In the ICRP model for radium, the dose rate to the stomach wall for 226Ra
is 1.21E-10 rad/hr/pCi, low-LET, and 1.11E- 9 rad/hr/pCi, high-LET, for
infants; 1.04E-11 rad/hr/pCi, low-LET, and 8.16E-11 rad/hr/pCi,
high-LET, for adults. Committed doses to the stomach wall would be
1.66E-8 rad/pCi, low-LET, 9.89E-8 rad/pCi, high-LET, for infants.

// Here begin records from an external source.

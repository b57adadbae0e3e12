//! Shared phase grid for synchronised metres.
//!
//! Every metre's bar grid starts at the registry's timeline origin, beat 0
//! of the shared clock unless set otherwise. A thread that starts late joins
//! a grid that was already running, so threads agree on where bars begin no
//! matter which of them uses a metre first. Anchors are written once and
//! then only read.

use std::collections::HashMap;
use std::sync::{OnceLock, PoisonError, RwLock};

/// Phases closer than this to a downbeat count as being on it.
const DOWNBEAT_EPSILON: f64 = 1e-9;

static GLOBAL_REGISTRY: OnceLock<PhaseRegistry> = OnceLock::new();

/// Where a metre's bar grid starts, in performance beats.
#[derive(Clone, Copy, Debug, PartialEq)]
pub struct PhaseAnchor {
    pub origin_beat: f64,
}

impl PhaseAnchor {
    /// Offset of `beat` into its bar, in `[0, bar_beats)`.
    pub fn phase_at(&self, beat: f64, bar_beats: f64) -> f64 {
        if bar_beats <= 0.0 {
            return 0.0;
        }
        let phase = (beat - self.origin_beat).rem_euclid(bar_beats);
        if bar_beats - phase < DOWNBEAT_EPSILON {
            0.0
        } else {
            phase
        }
    }

    /// Beats from `beat` to the next downbeat; zero when already on one.
    pub fn beats_until_downbeat(&self, beat: f64, bar_beats: f64) -> f64 {
        let phase = self.phase_at(beat, bar_beats);
        if phase < DOWNBEAT_EPSILON {
            0.0
        } else {
            bar_beats - phase
        }
    }
}

/// Canonical metre spec to phase anchor.
#[derive(Debug, Default)]
pub struct PhaseRegistry {
    origin_beat: f64,
    anchors: RwLock<HashMap<String, PhaseAnchor>>,
}

impl PhaseRegistry {
    pub fn new() -> Self {
        Self::default()
    }

    /// A registry whose grids start at `origin_beat` instead of beat 0.
    pub fn with_origin(origin_beat: f64) -> Self {
        Self {
            origin_beat,
            anchors: RwLock::default(),
        }
    }

    pub fn origin_beat(&self) -> f64 {
        self.origin_beat
    }

    /// The process-wide registry used by [`crate::SynchronisedMetre::new`].
    pub fn global() -> &'static PhaseRegistry {
        GLOBAL_REGISTRY.get_or_init(PhaseRegistry::new)
    }

    /// Return the anchor for `key`, creating it on the timeline origin if
    /// this is the first time the spec is seen.
    pub fn establish(&self, key: &str) -> PhaseAnchor {
        if let Some(anchor) = self.anchor(key) {
            return anchor;
        }
        let mut anchors = self.anchors.write().unwrap_or_else(PoisonError::into_inner);
        *anchors.entry(key.to_string()).or_insert_with(|| {
            log::debug!(
                "[METRE] Phase for {} anchored at beat {:.3}",
                key,
                self.origin_beat
            );
            PhaseAnchor {
                origin_beat: self.origin_beat,
            }
        })
    }

    pub fn anchor(&self, key: &str) -> Option<PhaseAnchor> {
        self.anchors
            .read()
            .unwrap_or_else(PoisonError::into_inner)
            .get(key)
            .copied()
    }

    pub fn len(&self) -> usize {
        self.anchors
            .read()
            .unwrap_or_else(PoisonError::into_inner)
            .len()
    }

    pub fn is_empty(&self) -> bool {
        self.len() == 0
    }
}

In
adults the corresponding estimates for adults are 2.43E-9 rad/pCi,
low-LET, and 4.48E-9 rad/pCi, high-LET.
Lifetime intake of drinking water is about 3.053E+4 [Cancer Risk Coefficients for Environmental Exposure to Radionuclides,
Federal Guidance Report No.13. EPA402-R-99-001, U.S. EPA,
Washington,DC, September 1999].So, it would take water concentrations
of 3,000 pCi/liter to get a committed dose of even 1 rad to the stomach
wall.
Concentrations of 5 to 6 pCi per liter of 226Ra would not cause bleeding ulcers.